December 5, 2017 0 comments

When companies are asked about price strategy, a majority is able to explain perfectly fine why specific rates are set. Different strategies for different products or services have been introduced over the years and proven to be successful or not in specific contexts and markets. Mostly the age of a product (or company) and the extent of relevant competition is decisive for which path to choose. For a buying customer it is very important to recognise which strategy a supplier is using and what this implies for future purchases.

In the scope of marketing (high-end) technology equipment, many people familiar with the business can relate to a rather high level of pricing. It’s not about production cost only. There is research and development, environmental contribution, sustainability, compatibility & interoperability and marketing strategy involved, but above all there is the indispensible obligation to deliver an impeccable after-sales service.

Looking into the rémarketing of said equipment, perspectives change. And to be fairly honest, they change rightly so. After all, there is no more R&D involved, the product is finished and in many cases proven to be working already, the interoperability is inherent to the product itself and the market position is maintained by the manufacturer. So price should be king, right?

Price is -and always will be- the number one reason for people to source from the circular economy, so yes: price is king! Nevertheless it is important to recognise market penetration strategies and economy pricing from long term strategic based product rates.

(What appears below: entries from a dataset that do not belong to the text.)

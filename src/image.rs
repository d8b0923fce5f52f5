//! Loading common image formats into textures.
//!
//! Decoding normalizes everything to tightly packed RGBA8. File formats
//! store rows top-down while texture space grows bottom-up, so decoding
//! flips rows by default.

use std::io::Cursor;

use image::codecs::png::PngEncoder;
use image::{ColorType, ImageEncoder};

use crate::driver::Driver;
use crate::error::GraphicsError;
use crate::resources::texture::Texture;
use crate::types::{
    max_mip_levels, Extent3d, InternalFormat, TextureStorage, TextureTarget,
};

/// A decoded RGBA8 image.
#[derive(Debug, Clone, PartialEq, Eq)]
pub struct DecodedImage {
    pub width: u32,
    pub height: u32,
    /// Tightly packed RGBA8 rows, bottom-up.
    pub pixels: Vec<u8>,
}

impl DecodedImage {
    /// Decode any supported container format. With `flip_vertical` the row
    /// order is reversed during decode.
    pub fn decode(bytes: &[u8], flip_vertical: bool) -> Result<Self, GraphicsError> {
        let decoded = image::load_from_memory(bytes)
            .map_err(|err| GraphicsError::UnsupportedFormat(err.to_string()))?
            .to_rgba8();
        let (width, height) = decoded.dimensions();
        let mut pixels = decoded.into_raw();
        if flip_vertical {
            flip_rows(&mut pixels, width, height, 4);
        }
        Ok(Self {
            width,
            height,
            pixels,
        })
    }

    /// Encode to PNG. The rows are flipped back to the top-down order the
    /// container expects.
    pub fn encode_png(&self) -> Result<Vec<u8>, GraphicsError> {
        let mut pixels = self.pixels.clone();
        flip_rows(&mut pixels, self.width, self.height, 4);
        let mut out = Vec::new();
        PngEncoder::new(Cursor::new(&mut out))
            .write_image(&pixels, self.width, self.height, ColorType::Rgba8)
            .map_err(|err| GraphicsError::UnsupportedFormat(err.to_string()))?;
        Ok(out)
    }

    /// Allocate a 2D texture with a full mip chain, upload level 0 and
    /// populate the remaining levels.
    pub fn into_texture(self, driver: &mut dyn Driver) -> Result<Texture, GraphicsError> {
        let levels = max_mip_levels(self.width, self.height, 1);
        let mut texture = Texture::new(driver, TextureTarget::Two);
        texture.storage(
            driver,
            TextureStorage::new(
                InternalFormat::Rgba8,
                Extent3d::new_2d(self.width, self.height),
                levels,
            ),
        )?;
        texture.image_data(driver, 0, &self.pixels)?;
        texture.build_mipmaps(driver);
        Ok(texture)
    }
}

/// A pluggable image container codec. The resource layer only ever sees
/// [`DecodedImage`], never codec internals.
pub trait ImageCodec {
    /// Decode a container into RGBA8.
    fn decode(&self, bytes: &[u8], flip_vertical: bool) -> Result<DecodedImage, GraphicsError>;

    /// Encode RGBA8 into a container.
    fn encode(&self, image: &DecodedImage) -> Result<Vec<u8>, GraphicsError>;
}

/// The built-in codec for PNG, JPEG, BMP, GIF, HDR and TGA containers.
#[derive(Debug, Default, Clone, Copy)]
pub struct StandardCodec;

impl ImageCodec for StandardCodec {
    fn decode(&self, bytes: &[u8], flip_vertical: bool) -> Result<DecodedImage, GraphicsError> {
        DecodedImage::decode(bytes, flip_vertical)
    }

    fn encode(&self, image: &DecodedImage) -> Result<Vec<u8>, GraphicsError> {
        image.encode_png()
    }
}

/// Reverse the row order of a tightly packed pixel buffer in place.
pub fn flip_rows(pixels: &mut [u8], width: u32, height: u32, bytes_per_pixel: usize) {
    let row = width as usize * bytes_per_pixel;
    if row == 0 {
        return;
    }
    let (mut top, mut bottom) = (0, (height as usize).saturating_sub(1));
    while top < bottom {
        let (a, b) = pixels.split_at_mut(bottom * row);
        a[top * row..top * row + row].swap_with_slice(&mut b[..row]);
        top += 1;
        bottom -= 1;
    }
}

#[cfg(test)]
mod tests {
    use super::*;
    use crate::driver::NullDriver;

    fn gradient(width: u32, height: u32) -> DecodedImage {
        let pixels = (0..width * height * 4).map(|i| i as u8).collect();
        DecodedImage {
            width,
            height,
            pixels,
        }
    }

    #[test]
    fn test_flip_rows() {
        let mut pixels = vec![
            1, 1, 1, 1, 2, 2, 2, 2, // row 0
            3, 3, 3, 3, 4, 4, 4, 4, // row 1
        ];
        flip_rows(&mut pixels, 2, 2, 4);
        assert_eq!(
            pixels,
            vec![3, 3, 3, 3, 4, 4, 4, 4, 1, 1, 1, 1, 2, 2, 2, 2]
        );
    }

    #[test]
    fn test_flip_rows_odd_height_keeps_middle() {
        let mut pixels = vec![1, 2, 3];
        flip_rows(&mut pixels, 1, 3, 1);
        assert_eq!(pixels, vec![3, 2, 1]);
    }

    #[test]
    fn test_png_round_trip() {
        let original = gradient(4, 2);
        let encoded = original.encode_png().unwrap();
        let decoded = DecodedImage::decode(&encoded, true).unwrap();
        assert_eq!(decoded, original);
    }

    #[test]
    fn test_garbage_bytes_are_rejected() {
        assert!(matches!(
            DecodedImage::decode(&[0u8; 16], true),
            Err(GraphicsError::UnsupportedFormat(_))
        ));
    }

    #[test]
    fn test_into_texture_uploads_level_zero() {
        let mut driver = NullDriver::new();
        let image = gradient(4, 4);
        let pixels = image.pixels.clone();
        let texture = image.into_texture(&mut driver).unwrap();

        assert_eq!(texture.allocation().unwrap().levels, 3);
        assert_eq!(texture.read_level(&mut driver, 0).unwrap(), pixels);
    }
}
use rand::Rng;

use super::*;
use crate::doc::{GroupLayer, ShapeCategory};
use crate::factory::shape_layer;
use crate::test_support::page_with;

// =============================================================
// Helpers
// =============================================================

fn page_of(n: usize) -> Page {
    #[allow(clippy::cast_precision_loss)]
    let layers = (0..n).map(|i| shape_layer(ShapeCategory::E, i as f64 * 10.0, 0.0, 5.0, 5.0)).collect();
    page_with(layers)
}

fn ids(page: &Page) -> Vec<uuid::Uuid> {
    page.layers.iter().map(Layer::id).collect()
}

// =============================================================
// reassign_zindex
// =============================================================

#[test]
fn reassign_numbers_from_one() {
    let mut page = page_of(4);
    reassign_zindex(&mut page);
    assert!(is_contiguous(&page));
    assert_eq!(page.layers[3].styles().zindex, 4);
}

#[test]
fn tmp_children_share_wrapper_zindex() {
    let mut page = page_of(3);
    let wrapped = vec![page.layers.remove(1), page.layers.remove(1)];
    page.layers.insert(1, Layer::Tmp(GroupLayer::wrap(wrapped)));
    reassign_zindex(&mut page);
    assert!(is_contiguous(&page));
    if let Layer::Tmp(tmp) = &page.layers[1] {
        assert!(tmp.layers.iter().all(|c| c.styles().zindex == 2));
    } else {
        panic!("expected tmp at index 1");
    }
}

#[test]
fn empty_page_is_contiguous() {
    let mut page = page_with(vec![]);
    reassign_zindex(&mut page);
    assert!(is_contiguous(&page));
}

#[test]
fn stale_zindex_is_not_contiguous() {
    let mut page = page_of(2);
    reassign_zindex(&mut page);
    page.layers[0].patch_styles(&StylePatch { zindex: Some(7), ..StylePatch::default() });
    assert!(!is_contiguous(&page));
}

// =============================================================
// update_layer_order
// =============================================================

#[test]
fn front_and_back() {
    let mut page = page_of(4);
    let before = ids(&page);
    assert_eq!(update_layer_order(&mut page, 1, LayerOrder::Front), Some(3));
    assert_eq!(page.layers[3].id(), before[1]);
    assert_eq!(update_layer_order(&mut page, 3, LayerOrder::Back), Some(0));
    assert_eq!(page.layers[0].id(), before[1]);
    assert!(is_contiguous(&page));
}

#[test]
fn forward_and_backward_step_once() {
    let mut page = page_of(4);
    let before = ids(&page);
    assert_eq!(update_layer_order(&mut page, 1, LayerOrder::Forward), Some(2));
    assert_eq!(ids(&page), vec![before[0], before[2], before[1], before[3]]);
    assert_eq!(update_layer_order(&mut page, 2, LayerOrder::Backward), Some(1));
    assert_eq!(ids(&page), before);
}

#[test]
fn forward_at_top_and_backward_at_bottom_are_noops() {
    let mut page = page_of(3);
    let before = ids(&page);
    assert_eq!(update_layer_order(&mut page, 2, LayerOrder::Forward), Some(2));
    assert_eq!(update_layer_order(&mut page, 0, LayerOrder::Backward), Some(0));
    assert_eq!(ids(&page), before);
    assert!(is_contiguous(&page));
}

#[test]
fn out_of_range_index_is_rejected() {
    let mut page = page_of(2);
    assert_eq!(update_layer_order(&mut page, 2, LayerOrder::Front), None);
    let mut empty = page_with(vec![]);
    assert_eq!(update_layer_order(&mut empty, 0, LayerOrder::Back), None);
}

#[test]
fn random_reorders_stay_contiguous() {
    let orders = [LayerOrder::Front, LayerOrder::Back, LayerOrder::Forward, LayerOrder::Backward];
    let mut rng = rand::rng();
    for _ in 0..50 {
        let n = rng.random_range(1..12);
        let mut page = page_of(n);
        reassign_zindex(&mut page);
        for _ in 0..40 {
            let index = rng.random_range(0..n);
            let order = orders[rng.random_range(0..orders.len())];
            assert!(update_layer_order(&mut page, index, order).is_some());
            assert!(is_contiguous(&page), "after {order:?} on {index} of {n}");
        }
    }
}

#[test]
fn layer_order_serde_is_lowercase() {
    let order: LayerOrder = serde_json::from_str("\"backward\"").expect("order");
    assert_eq!(order, LayerOrder::Backward);
}
//! Editor context: the single writer for pages, layers and selection.
//!
//! DESIGN
//! ======
//! `Editor` replaces a global reactive store. It is created once by the host,
//! passed by `&mut` to every controller, and owns the design, the selection,
//! the control-state token and the injected collaborators. Mutations are
//! synchronous and never re-entered; the host's event loop is the only
//! scheduler.
//!
//! Invalid addresses (a stale page or layer index) are logged and ignored
//! rather than surfaced as errors, because they only arise from an
//! interaction racing a structural change and there is nothing useful the
//! caller could do with an error.

#[cfg(test)]
#[path = "store_test.rs"]
mod store_test;

use std::collections::BTreeSet;

use tracing::{debug, warn};

use crate::camera::PageViewport;
use crate::collab::{BusEvent, Caret, Collaborators, TextTarget};
use crate::config::EngineConfig;
use crate::doc::{
    Design, GroupLayer, ImageFormat, Layer, LayerFlags, LayerId, LayerKind, Page, StylePatch, TextFormat,
};
use crate::geometry::Point;
use crate::hit;
use crate::zindex;

// =============================================================================
// TYPES
// =============================================================================

/// Address of a layer: a page-level layer, or a child of a group / frame.
#[derive(Debug, Clone, Copy, PartialEq, Eq, Hash)]
pub struct LayerPath {
    pub page: usize,
    pub layer: usize,
    pub sub: Option<usize>,
}

impl LayerPath {
    #[must_use]
    pub fn new(page: usize, layer: usize) -> Self {
        Self { page, layer, sub: None }
    }

    #[must_use]
    pub fn child(page: usize, layer: usize, sub: usize) -> Self {
        Self { page, layer, sub: Some(sub) }
    }

    /// The page-level layer that owns this path.
    #[must_use]
    pub fn primary(self) -> Self {
        Self { sub: None, ..self }
    }
}

/// The current primary selection.
#[derive(Debug, Clone, Default, PartialEq, Eq)]
pub struct SelectedInfo {
    pub page_index: usize,
    /// Index of the selected layer (a `Tmp` for multi-selection).
    pub index: Option<usize>,
    /// Kinds of the selected layers; a `Tmp` reports its children's kinds.
    pub types: BTreeSet<LayerKind>,
}

/// The active child inside the selected group or frame.
#[derive(Debug, Clone, Copy, Default, PartialEq, Eq)]
pub struct SubSelectedInfo {
    pub index: Option<usize>,
    pub kind: Option<LayerKind>,
}

/// What the current owner of the pointer lifecycle is doing.
#[derive(Debug, Clone, Copy, Default, PartialEq, Eq)]
pub enum ControlKind {
    #[default]
    None,
    Move,
    Scale,
    Rotate,
    LineMove,
    Pinch,
}

/// Identifier handed out to each controller instance.
pub type ControllerId = u64;

/// Process-wide token naming the controller that owns the current gesture.
#[derive(Debug, Clone, Copy, Default, PartialEq, Eq)]
pub struct ControlState {
    pub kind: ControlKind,
    pub id: Option<ControllerId>,
    pub layer: Option<LayerPath>,
}

/// A one-shot formatting clipboard applied on the next layer interaction.
#[derive(Debug, Clone, PartialEq)]
pub enum CopiedFormat {
    Text(TextFormat),
    Image(ImageFormat),
}

// =============================================================================
// EDITOR
// =============================================================================

#[derive(Debug)]
pub struct Editor {
    design: Design,
    viewports: Vec<PageViewport>,
    selected: SelectedInfo,
    sub_selected: SubSelectedInfo,
    control: ControlState,
    is_moving: bool,
    copied_format: Option<CopiedFormat>,
    next_controller: ControllerId,
    pub config: EngineConfig,
    pub collab: Collaborators,
}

The biggest strength of a successful supplier of refurbished equipment, is creating a fine balance between buying price from initial owners and selling price to end users. Squeezing out selling customers will destroy the equilibrium and preclude independent distributors from building a solid base of input, which is necessary to maintain an effective supply chain and decent warranty system.

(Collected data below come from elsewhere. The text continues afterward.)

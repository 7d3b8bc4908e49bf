//! Shared numeric constants for the design canvas.

// ── Snapping ────────────────────────────────────────────────────

/// Snap distance in screen pixels. Divided by the page zoom ratio before use.
pub const GUIDELINE_OFFSET: f64 = 5.0;

/// Rotation snaps to multiples of this angle during a free rotate.
pub const ROTATE_SNAP_DEG: f64 = 90.0;

/// Rotation snap step while Shift is held.
pub const FINE_ROTATE_SNAP_DEG: f64 = 15.0;

/// A rotation snaps only when it is within this many degrees of a step.
pub const ROTATE_SNAP_TOLERANCE_DEG: f64 = 5.0;

// ── Pointer ─────────────────────────────────────────────────────

/// Total pointer displacement (page units) below which a drag is a click.
pub const CLICK_THRESHOLD: f64 = 1.0;

// ── Shapes ──────────────────────────────────────────────────────

/// Smallest allowed `v_size + p_diff` on a patch-diff shape axis.
pub const MIN_PATCH_SIZE: f64 = 30.0;

/// Smallest width or height a scale gesture may produce, in page units.
pub const MIN_LAYER_SIZE: f64 = 1.0;

// ── Control points ──────────────────────────────────────────────

/// Side of a corner scaler / edge resizer square, in screen pixels.
pub const CONTROL_POINT_SIZE_PX: f64 = 12.0;

/// Distance from a corner to its rotater, in screen pixels.
pub const ROTATER_OFFSET_PX: f64 = 20.0;

/// Number of precomputed rotated cursor assets.
pub const CURSOR_STEPS: usize = 8;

Electrostatic discharge (ESD)

Where R&D is a significant part of price setting for new products, state of the art refurbishing of electronic equipment takes specialised handling (& testing) processes. There is a constant need for upgrades and investments, keeping test labs compatible with the market availability of products.

Reducing their business model to basic box-moving, individual brokers are able to go deep in price, but RMA rates will be inversely proportional. A single electrostatic discharge from a person’s body for example, may induce irrevocable damage to an electronic product while packing. This damage can be fatal or microscopical, not harming the general functioning of the regarding device, but significantly reducing its lifetime, which is even worse in some cases.

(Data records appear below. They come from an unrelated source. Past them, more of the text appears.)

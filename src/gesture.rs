//! Control-point gestures: corner scale, edge resize, rotate, line endpoints.
//!
//! Each gesture snapshots the layer on press and recomputes from that snapshot
//! on every move, so dropped moves never accumulate error. The control-state
//! token is held from press to release; the release records one undo step.

#[cfg(test)]
#[path = "gesture_test.rs"]
mod gesture_test;

use tracing::{debug, warn};

use crate::consts::MIN_LAYER_SIZE;
use crate::control::{self, Compass, ControlPointKind, LineEnd, ResizeAxis, Size};
use crate::doc::{Layer, StylePatch, Styles};
use crate::geometry::{self, Point};
use crate::hit;
use crate::input::PointerEvent;
use crate::snap::{self, LayerEdges};
use crate::store::{ControlKind, ControllerId, Editor, LayerPath};

/// Which handle is being dragged.
#[derive(Debug, Clone, Copy, PartialEq, Eq)]
pub enum Handle {
    /// Corner scaler: uniform scale about the opposite corner.
    Scale(Compass),
    /// Edge resizer: one axis, opposite edge fixed.
    Resize(Compass),
    Rotate,
    LineEnd(LineEnd),
}

impl Handle {
    /// Handle for a control point.
    #[must_use]
    pub fn from_control(kind: ControlPointKind, compass: Compass) -> Self {
        match kind {
            ControlPointKind::Scaler => Self::Scale(compass),
            ControlPointKind::Resizer => Self::Resize(compass),
            ControlPointKind::Rotater => Self::Rotate,
            ControlPointKind::LineMover(end) => Self::LineEnd(end),
        }
    }

    fn control_kind(self) -> ControlKind {
        match self {
            Self::Scale(_) | Self::Resize(_) => ControlKind::Scale,
            Self::Rotate => ControlKind::Rotate,
            Self::LineEnd(_) => ControlKind::LineMove,
        }
    }
}

#[derive(Debug, Clone)]
pub struct HandleGesture {
    id: ControllerId,
    path: LayerPath,
    handle: Handle,
    pointer_id: i32,
    /// Pointer position at press, in the layer's parent space.
    start_pointer: Point,
    start: Layer,
    changed: bool,
}

/// Pointer position in the parent space of the layer at `path`: page units
/// for a page-level layer, the group's local units for a child.
fn pointer_in_parent(editor: &Editor, path: LayerPath, screen: Point) -> Point {
    let page_pt = editor.viewport(path.page).screen_to_page(screen);
    match path.sub {
        Some(_) => editor.layer(path.primary()).map_or(page_pt, |parent| hit::to_local(parent.styles(), page_pt)),
        None => page_pt,
    }
}

/// Edge a resize from `p` (parent space) should drive. Keeps `edge` unless the
/// press sits clearly on another edge the layer offers.
fn resize_edge_at(layer: &Layer, edge: Compass, p: Point) -> Compass {
    let s = layer.styles();
    let c = s.center();
    let local = geometry::rotated_point(-s.rotate, c, p);
    let nearest = match control::dir_handler(local, &s.rect()) {
        ResizeAxis::Horizontal if local.x >= c.x => Compass::E,
        ResizeAxis::Horizontal => Compass::W,
        ResizeAxis::Vertical if local.y >= c.y => Compass::S,
        ResizeAxis::Vertical => Compass::N,
    };
    if nearest != edge && control::resizer_compasses(layer).contains(&nearest) {
        debug!(?edge, ?nearest, "resize edge taken from press position");
        nearest
    } else {
        edge
    }
}

impl HandleGesture {
    /// Press on a control point. Returns `None` when the layer is missing,
    /// locked, or the control-state token is owned elsewhere.
    pub fn begin(editor: &mut Editor, path: LayerPath, handle: Handle, event: &PointerEvent) -> Option<Self> {
        if editor.copied_format().is_some() {
            editor.apply_copied_format(path);
        }
        let Some(layer) = editor.layer(path) else {
            warn!(?path, "gesture on missing layer");
            return None;
        };
        if layer.is_locked() {
            return None;
        }
        let start = layer.clone();
        let start_pointer = pointer_in_parent(editor, path, event.position);
        let handle = match handle {
            Handle::Resize(edge) => Handle::Resize(resize_edge_at(&start, edge, start_pointer)),
            other => other,
        };
        let id = editor.next_controller_id();
        if !editor.claim_control(handle.control_kind(), id, path) {
            return None;
        }
        debug!(?path, ?handle, pointer_id = event.pointer_id, "handle gesture started");
        Some(Self {
            id,
            path,
            handle,
            pointer_id: event.pointer_id,
            start_pointer,
            start,
            changed: false,
        })
    }

    #[must_use]
    pub fn id(&self) -> ControllerId {
        self.id
    }

    #[must_use]
    pub fn pointer_id(&self) -> i32 {
        self.pointer_id
    }

    #[must_use]
    pub fn handle(&self) -> Handle {
        self.handle
    }

    #[must_use]
    pub fn path(&self) -> LayerPath {
        self.path
    }

    /// Styles the layer had when the gesture started.
    #[must_use]
    pub fn start_styles(&self) -> &Styles {
        self.start.styles()
    }

    /// Apply a pointer move. Returns `false` when the event is not for this
    /// gesture or the gesture lost the token.
    pub fn update(&mut self, editor: &mut Editor, event: &PointerEvent) -> bool {
        if event.pointer_id != self.pointer_id || editor.control_state().id != Some(self.id) {
            return false;
        }
        let p = pointer_in_parent(editor, self.path, event.position);
        let applied = match self.handle {
            Handle::Scale(corner) => self.scale(editor, corner, p),
            Handle::Resize(edge) => self.resize(editor, edge, p),
            Handle::Rotate => self.rotate(editor, p, event.modifiers.shift),
            Handle::LineEnd(end) => self.move_endpoint(editor, end, p),
        };
        self.changed |= applied;
        applied
    }

    /// Release: give up the token and record a step if anything changed.
    pub fn end(self, editor: &mut Editor) -> bool {
        editor.release_control(self.id);
        if self.changed {
            editor.record_step();
        }
        debug!(path = ?self.path, changed = self.changed, "handle gesture ended");
        self.changed
    }

    /// Abort: restore the layer as it was at press.
    pub fn cancel(self, editor: &mut Editor) {
        editor.replace_layer(self.path, self.start);
        editor.release_control(self.id);
        debug!(path = ?self.path, "handle gesture cancelled");
    }

    // --- Scale ---

    fn scale(&self, editor: &mut Editor, corner: Compass, p: Point) -> bool {
        let s = self.start.styles();
        if s.width <= 0.0 || s.height <= 0.0 {
            return false;
        }
        let rect = s.rect();
        let c = s.center();
        let fixed = geometry::rotated_point(s.rotate, c, opposite(corner).anchor_on(&rect));
        let moving = geometry::rotated_point(s.rotate, c, corner.anchor_on(&rect));
        let diag = moving - fixed;
        let len_sq = diag.x * diag.x + diag.y * diag.y;
        let along = p - fixed;
        let min_ratio = (MIN_LAYER_SIZE / s.width).max(MIN_LAYER_SIZE / s.height);
        let ratio = ((along.x * diag.x + along.y * diag.y) / len_sq).max(min_ratio);
        let width = s.width * ratio;
        let height = s.height * ratio;
        let center = Point::new(fixed.x + (c.x - fixed.x) * ratio, fixed.y + (c.y - fixed.y) * ratio);
        let patch = StylePatch {
            x: Some(center.x - width / 2.0),
            y: Some(center.y - height / 2.0),
            width: Some(width),
            height: Some(height),
            scale: Some(s.scale * ratio),
            ..StylePatch::default()
        };
        if !editor.update_layer_styles(self.path, &patch) {
            return false;
        }
        if s.rotate == 0.0 {
            snap::calc_scale_snap(editor, self.path, corner);
        }
        true
    }

    // --- Resize ---

    fn resize(&self, editor: &mut Editor, edge: Compass, p: Point) -> bool {
        let s = self.start.styles();
        let rect = s.rect();
        let c = s.center();
        let fixed = geometry::rotated_point(s.rotate, c, opposite(edge).anchor_on(&rect));
        let (dx, dy) = edge.direction();
        let dir = geometry::rotated_point(s.rotate, Point::default(), Point::new(f64::from(dx), f64::from(dy)));
        let along = p - fixed;
        let length = (along.x * dir.x + along.y * dir.y).max(MIN_LAYER_SIZE);
        let horizontal = dx != 0;
        let (width, height) = if horizontal { (length, s.height) } else { (s.width, length) };

        let mut next = self.start.clone();
        if matches!(next, Layer::Group(_) | Layer::Tmp(_)) {
            return false;
        }
        let (width, height) = if let Layer::Shape(shape) = &mut next {
            let init = Size { width: s.init_width, height: s.init_height };
            let resolved = control::resize_shape_handler(shape, s.scale, init, width, height);
            *shape = control::apply_shape_resize(shape, &resolved);
            (resolved.width, resolved.height)
        } else {
            let scale = if s.scale > 0.0 { s.scale } else { 1.0 };
            next.patch_styles(&StylePatch {
                width: Some(width),
                height: Some(height),
                init_width: Some(width / scale),
                init_height: Some(height / scale),
                ..StylePatch::default()
            });
            (width, height)
        };
        let half = if horizontal { width / 2.0 } else { height / 2.0 };
        let center = Point::new(fixed.x + dir.x * half, fixed.y + dir.y * half);
        next.patch_styles(&StylePatch::position(center.x - width / 2.0, center.y - height / 2.0));
        editor.replace_layer(self.path, next)
    }

    // --- Rotate ---

    fn rotate(&self, editor: &mut Editor, p: Point, fine: bool) -> bool {
        let s = self.start.styles();
        let c = s.center();
        let swept = geometry::angle_of(c, p) - geometry::angle_of(c, self.start_pointer);
        let angle = geometry::normalize_degrees(s.rotate + swept);
        let step = if fine { editor.config.fine_rotate_snap_deg } else { editor.config.rotate_snap_deg };
        let angle =
            snap::closest_snap_angle(angle, step, editor.config.rotate_snap_tolerance_deg).unwrap_or(angle);
        editor.update_layer_styles(self.path, &StylePatch::rotation(angle))
    }

    // --- Line endpoints ---

    fn move_endpoint(&self, editor: &mut Editor, end: LineEnd, p: Point) -> bool {
        let Layer::Shape(shape) = &self.start else {
            return false;
        };
        let target = match (self.path.sub, editor.page(self.path.page)) {
            (None, Some(page)) => {
                let threshold = snap::snap_threshold(editor.config.guideline_offset, &editor.viewport(self.path.page));
                let targets = snap::snapline_pos(page, &[self.path.layer]);
                let edges = LayerEdges { v: vec![p.x], h: vec![p.y] };
                p + snap::closest_snaplines(&targets, &edges, threshold).offset()
            }
            _ => p,
        };
        let Some(next) = control::move_line_endpoint(shape, end, target) else {
            return false;
        };
        editor.replace_layer(self.path, Layer::Shape(next))
    }
}

fn opposite(compass: Compass) -> Compass {
    Compass::ALL[(compass.index() + 4) % 8]
}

The cheapest price vs. the best price

When there is a recurring need for parts, the customer-supplier relationship should always be one of trust and trust is to be earned. Full transparency on margin or price is tricky, but full transparency on price strategy is not. Even though a good buyer will recognise a bargain when he sees one, it is advisable to be critical towards dumping rates. In the circular economy of network- and datacenter equipment it’s all about availability and when there’s a significantly newer technology available, there will be price drops to only a fraction of list price on ‘outdated’ devices. Still, there should be a cost involved to assure good working condition and replacement warranty.

From supplier’s perspective, “Is this your best price?”, indicates the prospect or customer does not consider you a trusted partner yet and there’s probably some lack of information regarding the added value of your offer. A fair price may or may not be negotiable, but a customer’s request for assistance to win a deal or to match a set budget, is what will lead towards the best solution more effectively than just to demand a lower price.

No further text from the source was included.